START Information supplied

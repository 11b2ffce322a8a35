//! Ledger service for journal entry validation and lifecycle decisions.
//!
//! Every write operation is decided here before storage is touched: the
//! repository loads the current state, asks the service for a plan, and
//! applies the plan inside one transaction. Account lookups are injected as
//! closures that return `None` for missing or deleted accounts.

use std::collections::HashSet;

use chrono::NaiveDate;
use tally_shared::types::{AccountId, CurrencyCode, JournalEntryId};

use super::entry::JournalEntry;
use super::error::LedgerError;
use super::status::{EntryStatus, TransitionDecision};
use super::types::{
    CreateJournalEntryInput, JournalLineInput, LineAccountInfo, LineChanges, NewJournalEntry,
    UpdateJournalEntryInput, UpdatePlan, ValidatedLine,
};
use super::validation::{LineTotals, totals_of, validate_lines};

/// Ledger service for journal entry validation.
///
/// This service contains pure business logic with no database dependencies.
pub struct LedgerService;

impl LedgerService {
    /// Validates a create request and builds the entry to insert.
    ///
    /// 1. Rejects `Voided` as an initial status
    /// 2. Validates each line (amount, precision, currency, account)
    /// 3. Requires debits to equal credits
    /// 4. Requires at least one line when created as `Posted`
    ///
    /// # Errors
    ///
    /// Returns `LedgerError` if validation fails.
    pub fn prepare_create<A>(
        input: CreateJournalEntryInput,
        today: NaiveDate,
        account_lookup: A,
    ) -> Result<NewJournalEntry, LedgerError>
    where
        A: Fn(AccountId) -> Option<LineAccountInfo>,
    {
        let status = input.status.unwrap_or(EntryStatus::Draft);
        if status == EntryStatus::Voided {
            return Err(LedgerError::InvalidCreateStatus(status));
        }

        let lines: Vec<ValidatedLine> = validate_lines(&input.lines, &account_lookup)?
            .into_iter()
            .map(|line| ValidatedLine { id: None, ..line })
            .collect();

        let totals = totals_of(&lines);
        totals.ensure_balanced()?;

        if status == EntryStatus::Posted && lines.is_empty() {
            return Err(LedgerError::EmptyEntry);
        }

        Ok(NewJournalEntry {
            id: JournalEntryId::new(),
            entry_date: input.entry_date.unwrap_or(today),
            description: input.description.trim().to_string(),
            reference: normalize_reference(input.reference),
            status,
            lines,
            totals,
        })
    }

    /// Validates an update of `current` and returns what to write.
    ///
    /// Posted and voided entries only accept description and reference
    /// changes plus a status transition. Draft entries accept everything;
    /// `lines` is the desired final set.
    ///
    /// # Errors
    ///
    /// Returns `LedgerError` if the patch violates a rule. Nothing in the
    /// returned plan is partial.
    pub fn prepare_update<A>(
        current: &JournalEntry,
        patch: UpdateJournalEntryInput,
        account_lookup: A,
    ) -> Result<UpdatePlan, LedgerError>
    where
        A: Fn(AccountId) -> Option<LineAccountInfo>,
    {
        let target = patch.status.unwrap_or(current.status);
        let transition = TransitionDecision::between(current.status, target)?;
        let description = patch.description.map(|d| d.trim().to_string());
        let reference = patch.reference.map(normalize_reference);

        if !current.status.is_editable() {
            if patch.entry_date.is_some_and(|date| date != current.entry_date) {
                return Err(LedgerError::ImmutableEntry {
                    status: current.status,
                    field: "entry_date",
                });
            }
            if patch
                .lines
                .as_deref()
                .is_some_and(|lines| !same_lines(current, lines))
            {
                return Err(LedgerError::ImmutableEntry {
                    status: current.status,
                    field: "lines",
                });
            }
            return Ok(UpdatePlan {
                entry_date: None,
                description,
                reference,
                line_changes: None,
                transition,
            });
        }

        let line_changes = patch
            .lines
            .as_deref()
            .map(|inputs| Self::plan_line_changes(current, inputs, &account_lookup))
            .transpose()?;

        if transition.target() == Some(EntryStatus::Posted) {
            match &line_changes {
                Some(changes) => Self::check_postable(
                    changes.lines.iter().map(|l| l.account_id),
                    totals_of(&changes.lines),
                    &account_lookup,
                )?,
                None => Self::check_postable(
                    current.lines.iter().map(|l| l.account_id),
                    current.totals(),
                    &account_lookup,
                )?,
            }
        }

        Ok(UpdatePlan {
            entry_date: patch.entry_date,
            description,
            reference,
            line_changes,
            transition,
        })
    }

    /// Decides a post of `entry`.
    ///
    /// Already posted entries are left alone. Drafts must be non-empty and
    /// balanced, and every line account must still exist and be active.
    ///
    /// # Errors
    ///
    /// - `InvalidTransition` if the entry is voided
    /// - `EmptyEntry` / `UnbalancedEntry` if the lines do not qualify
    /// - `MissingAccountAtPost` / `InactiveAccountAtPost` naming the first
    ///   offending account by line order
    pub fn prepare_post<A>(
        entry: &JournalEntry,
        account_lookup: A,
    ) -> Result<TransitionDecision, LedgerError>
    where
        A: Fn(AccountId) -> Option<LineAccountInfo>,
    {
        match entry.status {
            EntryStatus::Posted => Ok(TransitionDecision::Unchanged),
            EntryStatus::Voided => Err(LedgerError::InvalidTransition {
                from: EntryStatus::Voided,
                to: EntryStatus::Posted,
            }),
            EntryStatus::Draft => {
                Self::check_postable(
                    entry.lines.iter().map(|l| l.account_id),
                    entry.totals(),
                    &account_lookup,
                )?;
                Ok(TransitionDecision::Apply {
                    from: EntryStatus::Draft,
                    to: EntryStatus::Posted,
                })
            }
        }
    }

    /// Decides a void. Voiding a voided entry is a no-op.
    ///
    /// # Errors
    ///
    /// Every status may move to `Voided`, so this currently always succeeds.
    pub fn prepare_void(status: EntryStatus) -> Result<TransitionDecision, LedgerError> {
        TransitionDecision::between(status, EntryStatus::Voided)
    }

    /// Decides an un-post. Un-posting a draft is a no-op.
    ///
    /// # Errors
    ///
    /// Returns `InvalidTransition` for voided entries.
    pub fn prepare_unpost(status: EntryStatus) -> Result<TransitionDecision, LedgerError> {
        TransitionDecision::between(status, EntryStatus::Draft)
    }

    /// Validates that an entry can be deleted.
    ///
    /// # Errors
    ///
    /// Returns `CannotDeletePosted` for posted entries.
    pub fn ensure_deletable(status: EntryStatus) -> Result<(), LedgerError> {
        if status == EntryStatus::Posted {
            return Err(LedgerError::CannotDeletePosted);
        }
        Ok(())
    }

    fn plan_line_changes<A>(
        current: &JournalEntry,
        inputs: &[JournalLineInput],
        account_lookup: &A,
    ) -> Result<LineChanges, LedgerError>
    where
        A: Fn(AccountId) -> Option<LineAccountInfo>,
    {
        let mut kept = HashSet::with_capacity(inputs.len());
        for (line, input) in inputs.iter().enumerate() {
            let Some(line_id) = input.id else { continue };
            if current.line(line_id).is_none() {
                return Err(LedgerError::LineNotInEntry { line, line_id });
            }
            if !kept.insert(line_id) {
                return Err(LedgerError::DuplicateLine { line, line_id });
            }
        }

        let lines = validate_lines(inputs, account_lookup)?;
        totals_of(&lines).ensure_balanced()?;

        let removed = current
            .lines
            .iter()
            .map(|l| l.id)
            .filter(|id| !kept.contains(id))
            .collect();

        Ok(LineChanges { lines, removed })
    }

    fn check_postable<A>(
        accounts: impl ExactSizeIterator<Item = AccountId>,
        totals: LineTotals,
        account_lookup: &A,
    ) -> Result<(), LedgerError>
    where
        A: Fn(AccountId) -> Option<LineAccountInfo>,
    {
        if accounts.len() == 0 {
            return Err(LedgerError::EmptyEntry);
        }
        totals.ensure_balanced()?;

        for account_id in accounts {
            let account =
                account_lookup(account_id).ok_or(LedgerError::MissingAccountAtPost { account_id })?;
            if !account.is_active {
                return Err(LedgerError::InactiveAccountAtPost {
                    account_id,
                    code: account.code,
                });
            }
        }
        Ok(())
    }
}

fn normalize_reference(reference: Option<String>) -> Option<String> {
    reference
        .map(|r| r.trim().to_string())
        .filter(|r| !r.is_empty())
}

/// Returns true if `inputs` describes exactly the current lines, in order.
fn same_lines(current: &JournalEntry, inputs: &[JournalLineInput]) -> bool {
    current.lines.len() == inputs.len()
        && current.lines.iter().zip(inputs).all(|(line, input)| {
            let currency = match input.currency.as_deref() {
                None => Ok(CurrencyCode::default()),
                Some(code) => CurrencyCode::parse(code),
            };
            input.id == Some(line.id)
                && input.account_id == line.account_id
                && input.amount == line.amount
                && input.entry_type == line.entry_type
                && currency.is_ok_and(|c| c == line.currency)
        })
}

END Information supplied

Your objective —
Scan the records above for the string "description", and copy every line where it turns up.

Result of the exercise —
            description: input.description.trim().to_string(),
    /// Posted and voided entries only accept description and reference
        let description = patch.description.map(|d| d.trim().to_string());
                description,
            description,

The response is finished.